Fazilet Mıstıkoğlu, Özlem Ece, Hande Paker
Drafted by Assoc. Prof. Hande Paker, faculty member of Istanbul Bahçeşehir University Faculty of Economics, Administrative and Social Sciences, “Arts and Culture for Ecological Transformation” draws attention to the ecological crisis, which is one of the most urgent issues confronting humanity. It invites the world of arts and culture to ponder the issue together to construct creative change.
The report discusses the climate emergency with respect to its social, political, economic and cultural aspects and focuses on the response of arts and culture actors for an ecological transformation.

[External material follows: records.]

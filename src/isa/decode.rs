//! Hex-word parsing.
//!
//! Accepts exactly 8 hexadecimal digits with an optional `0x`/`0X`
//! prefix. Anything else is rejected; a malformed word is never silently
//! replaced by a default instruction.

use crate::common::error::DecodeError;
use crate::isa::instruction::Instruction;

/// Parses one textual instruction word into an [`Instruction`].
pub fn parse_word(index: usize, text: &str) -> Result<Instruction, DecodeError> {
    let trimmed = text.trim();
    let digits = trimmed
        .strip_prefix("0x")
        .or_else(|| trimmed.strip_prefix("0X"))
        .unwrap_or(trimmed);

    if digits.len() != 8 || !digits.bytes().all(|b| b.is_ascii_hexdigit()) {
        return Err(DecodeError::MalformedHex {
            word: text.to_string(),
        });
    }

    let word = u32::from_str_radix(digits, 16).map_err(|_| DecodeError::MalformedHex {
        word: text.to_string(),
    })?;

    Ok(Instruction::from_word(index, word))
}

Presenting an analysis that makes a comprehensive assessment of ecological problems, the report emphasises the important role that the arts milieu can play towards transformation.
>> Click here for the full text of the report titled “Arts and Culture for Ecological Transformation”.
Online field research with institutions in the Netherlands and England and an interactive network map
The report builds on the fieldwork comprising in-depth interviews conducted by the author of the report Assoc. Prof. Hande Paker and İKSV Cultural Policy Studies Research Associate Fazilet Mıstıkoğlu with various cultural institutions, civil society organisations, local governments and private sector representatives in the Netherlands and England.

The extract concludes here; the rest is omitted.